On the left of the entrance is a museum with interesting pictures of the battle of Navarino.

To the right is the church of the Metamorphosis, a mosque converted into a church (closed for restoration last visit).

The Battle of Navarino

After the death of Byron at Mesalonghi, public opinion persuaded the government of Great Britain to try to help the Greeks to obtain independence by diplomacy; France did not wish to lose influence in the area to our country and joined with us and Russia (whose access to the Mediterranean was hindered by the Turks), in the Treaty of London, which proposed to guarantee the autonomy of Greece under the suzerainty of Turkey.

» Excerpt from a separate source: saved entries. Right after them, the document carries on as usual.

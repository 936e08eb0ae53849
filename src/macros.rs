//! Logging macros.
//!
//! Every leveled macro comes in four forms:
//!
//! - `info!(a, b, ...)` logs through the global logger
//! - `info!(ctx: ctx; a, b, ...)` adds a correlation context
//! - `info!(logger: logger; a, b, ...)` targets a specific logger
//! - `info!(logger: logger, ctx: ctx; a, b, ...)`
//!
//! Arguments are joined with single spaces. The level gate is checked before
//! any argument is evaluated. The `*f!` variants take a format string instead.
//!
//! # Examples
//!
//! ```
//! use rust_line_logger::prelude::*;
//! use rust_line_logger::{info, infof, warn};
//!
//! let capture = MemorySink::new();
//! let logger = Logger::with_sink(capture.clone());
//!
//! info!(logger: logger; "server started on port", 8080);
//! infof!(logger: logger; "{} workers", 4);
//!
//! let ctx = CorrelationContext::new().with_value("session_id", "s-42");
//! warn!(logger: logger, ctx: ctx; "slow request");
//!
//! assert_eq!(capture.len(), 3);
//! assert!(capture.lines()[0].ends_with("server started on port 8080"));
//! ```

#[doc(hidden)]
#[macro_export]
macro_rules! __log_dispatch {
    ($level:expr; logger: $logger:expr, ctx: $ctx:expr; $($arg:expr),* $(,)?) => {{
        let logger: &$crate::Logger = &$logger;
        let level: $crate::LogLevel = $level;
        if logger.enabled(level) {
            let ctx: &$crate::CorrelationContext = &$ctx;
            logger.log_args(
                level,
                $crate::CallerLocation::new(file!(), line!()),
                Some(ctx),
                &[$(&$arg as &dyn ::std::fmt::Display),*],
            )
        } else {
            $crate::Emission::Skipped
        }
    }};
    ($level:expr; logger: $logger:expr; $($arg:expr),* $(,)?) => {{
        let logger: &$crate::Logger = &$logger;
        let level: $crate::LogLevel = $level;
        if logger.enabled(level) {
            logger.log_args(
                level,
                $crate::CallerLocation::new(file!(), line!()),
                None,
                &[$(&$arg as &dyn ::std::fmt::Display),*],
            )
        } else {
            $crate::Emission::Skipped
        }
    }};
    ($level:expr; ctx: $ctx:expr; $($arg:expr),* $(,)?) => {
        $crate::__log_dispatch!($level; logger: $crate::Logger::global(), ctx: $ctx; $($arg),*)
    };
    ($level:expr; $($arg:expr),* $(,)?) => {
        $crate::__log_dispatch!($level; logger: $crate::Logger::global(); $($arg),*)
    };
}

#[doc(hidden)]
#[macro_export]
macro_rules! __logf_dispatch {
    ($level:expr; logger: $logger:expr, ctx: $ctx:expr; $($arg:tt)+) => {{
        let logger: &$crate::Logger = &$logger;
        let level: $crate::LogLevel = $level;
        if logger.enabled(level) {
            let ctx: &$crate::CorrelationContext = &$ctx;
            logger.log(
                level,
                $crate::CallerLocation::new(file!(), line!()),
                Some(ctx),
                $crate::Payload::message(::std::format!($($arg)+)),
            )
        } else {
            $crate::Emission::Skipped
        }
    }};
    ($level:expr; logger: $logger:expr; $($arg:tt)+) => {{
        let logger: &$crate::Logger = &$logger;
        let level: $crate::LogLevel = $level;
        if logger.enabled(level) {
            logger.log(
                level,
                $crate::CallerLocation::new(file!(), line!()),
                None,
                $crate::Payload::message(::std::format!($($arg)+)),
            )
        } else {
            $crate::Emission::Skipped
        }
    }};
    ($level:expr; ctx: $ctx:expr; $($arg:tt)+) => {
        $crate::__logf_dispatch!($level; logger: $crate::Logger::global(), ctx: $ctx; $($arg)+)
    };
    ($level:expr; $($arg:tt)+) => {
        $crate::__logf_dispatch!($level; logger: $crate::Logger::global(); $($arg)+)
    };
}

/// Log at an explicit level.
///
/// ```
/// # use rust_line_logger::prelude::*;
/// # let logger = Logger::with_sink(MemorySink::new());
/// use rust_line_logger::log;
/// log!(LogLevel::Info; logger: logger; "Simple message");
/// log!(LogLevel::Error; logger: logger; "Error code:", 500);
/// ```
#[macro_export]
macro_rules! log {
    ($level:expr; $($rest:tt)*) => {
        $crate::__log_dispatch!($level; $($rest)*)
    };
}

#[macro_export]
macro_rules! trace {
    ($($rest:tt)*) => {
        $crate::__log_dispatch!($crate::LogLevel::Trace; $($rest)*)
    };
}

#[macro_export]
macro_rules! debug {
    ($($rest:tt)*) => {
        $crate::__log_dispatch!($crate::LogLevel::Debug; $($rest)*)
    };
}

/// Log an info-level message.
///
/// ```
/// # use rust_line_logger::prelude::*;
/// # let logger = Logger::with_sink(MemorySink::new());
/// use rust_line_logger::info;
/// info!(logger: logger; "Items:", 100);
/// ```
#[macro_export]
macro_rules! info {
    ($($rest:tt)*) => {
        $crate::__log_dispatch!($crate::LogLevel::Info; $($rest)*)
    };
}

#[macro_export]
macro_rules! warn {
    ($($rest:tt)*) => {
        $crate::__log_dispatch!($crate::LogLevel::Warn; $($rest)*)
    };
}

#[macro_export]
macro_rules! error {
    ($($rest:tt)*) => {
        $crate::__log_dispatch!($crate::LogLevel::Error; $($rest)*)
    };
}

/// Log at Fatal level, flush, then exit the process with status 1.
///
/// Does nothing when the level is gated out.
#[macro_export]
macro_rules! fatal {
    ($($rest:tt)*) => {
        $crate::__log_dispatch!($crate::LogLevel::Fatal; $($rest)*).terminate()
    };
}

/// Log at Panic level, flush, then panic with the formatted line.
///
/// Named `log_panic!` to stay clear of `std::panic!`.
#[macro_export]
macro_rules! log_panic {
    ($($rest:tt)*) => {
        $crate::__log_dispatch!($crate::LogLevel::Panic; $($rest)*).terminate()
    };
}

/// Service start/stop marker; emitted at any threshold
#[macro_export]
macro_rules! starting {
    ($($rest:tt)*) => {
        $crate::__log_dispatch!($crate::LogLevel::Start; $($rest)*)
    };
}

/// HTTP framework access line; emitted at any threshold
#[macro_export]
macro_rules! gin {
    ($($rest:tt)*) => {
        $crate::__log_dispatch!($crate::LogLevel::Gin; $($rest)*)
    };
}

#[macro_export]
macro_rules! tracef {
    ($($rest:tt)+) => {
        $crate::__logf_dispatch!($crate::LogLevel::Trace; $($rest)+)
    };
}

#[macro_export]
macro_rules! debugf {
    ($($rest:tt)+) => {
        $crate::__logf_dispatch!($crate::LogLevel::Debug; $($rest)+)
    };
}

#[macro_export]
macro_rules! infof {
    ($($rest:tt)+) => {
        $crate::__logf_dispatch!($crate::LogLevel::Info; $($rest)+)
    };
}

#[macro_export]
macro_rules! warnf {
    ($($rest:tt)+) => {
        $crate::__logf_dispatch!($crate::LogLevel::Warn; $($rest)+)
    };
}

#[macro_export]
macro_rules! errorf {
    ($($rest:tt)+) => {
        $crate::__logf_dispatch!($crate::LogLevel::Error; $($rest)+)
    };
}

/// Log a structured fields payload.
///
/// ```
/// # use rust_line_logger::prelude::*;
/// # let logger = Logger::with_sink(MemorySink::new());
/// use rust_line_logger::{fields, log_fields};
/// let request = fields! { "method" => "GET", "status" => 200 };
/// log_fields!(logger: logger; LogLevel::Info, &request);
/// ```
#[macro_export]
macro_rules! log_fields {
    (logger: $logger:expr, ctx: $ctx:expr; $level:expr, $fields:expr $(,)?) => {{
        let logger: &$crate::Logger = &$logger;
        let ctx: &$crate::CorrelationContext = &$ctx;
        logger.log_fields(
            $level,
            $crate::CallerLocation::new(file!(), line!()),
            Some(ctx),
            $fields,
        )
    }};
    (logger: $logger:expr; $level:expr, $fields:expr $(,)?) => {{
        let logger: &$crate::Logger = &$logger;
        logger.log_fields(
            $level,
            $crate::CallerLocation::new(file!(), line!()),
            None,
            $fields,
        )
    }};
    (ctx: $ctx:expr; $level:expr, $fields:expr $(,)?) => {
        $crate::log_fields!(logger: $crate::Logger::global(), ctx: $ctx; $level, $fields)
    };
    ($level:expr, $fields:expr $(,)?) => {
        $crate::log_fields!(logger: $crate::Logger::global(); $level, $fields)
    };
}

/// Build an ordered [`Fields`](crate::Fields) map
///
/// ```
/// use rust_line_logger::fields;
/// let f = fields! { "user" => "ada", "attempts" => 3 };
/// assert_eq!(f.encode().text, r#"{"user":"ada","attempts":3}"#);
/// ```
#[macro_export]
macro_rules! fields {
    () => {
        $crate::Fields::new()
    };
    ($($key:expr => $value:expr),+ $(,)?) => {
        $crate::Fields::new()$(.with($key, $value))+
    };
}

In October 1827 a combined Anglo-Franco-Russian fleet under the command of vice Admiral Codrington sailed to Pylos to persuade the Turks to accept mediation and to cease attacking (or defending themselves from) the revolting Greeks. The Turks had a large fleet and were assisted by a large Egyptian fleet The Allied Admirals met Ibraham Pasha the Turkish commander, informed him of the offer of mediation and withdrew outside the bay where the Turks and Egyptians were anchored, for their offer to be considered. Some Turkish ships moved to block a small Greek fleet entering the bay, The allies entered the bay to block the Turks who turned back; other Turkish ships moved and gunfire was heard spreading round the bay. The Turks and Egyptians lost 5000 men, the allies less than 200. Greece was free! Codrington was temporarily in disgrace, the French Admiral was promoted and Greek pirates attacked British and French cargo vessels!

Museum open 8.30-3, on road to Methoni, entrance €2 & €1

This small museum is well worth a quick visit, it only needs 15 - 20 minutes.

The exhibits are from a variety of local tholos tombs and cemeteries.

The Mycenaean room has some nice vases, including pithoi and kraters, a pyxis with very primitive/childish animals and birds and some lovely seals.

Tusks of a Mycenaean helmet with a photograph of a reconstruction (like the one described by Homer in the Iliad).

One of my favourites is a superb terracotta bath with handles.

In the Hellenistic room there are two enormous funeral pithoi, two very primitive bronze statues, three glass bowls, a clay pan with holes like a colander and a barbecue.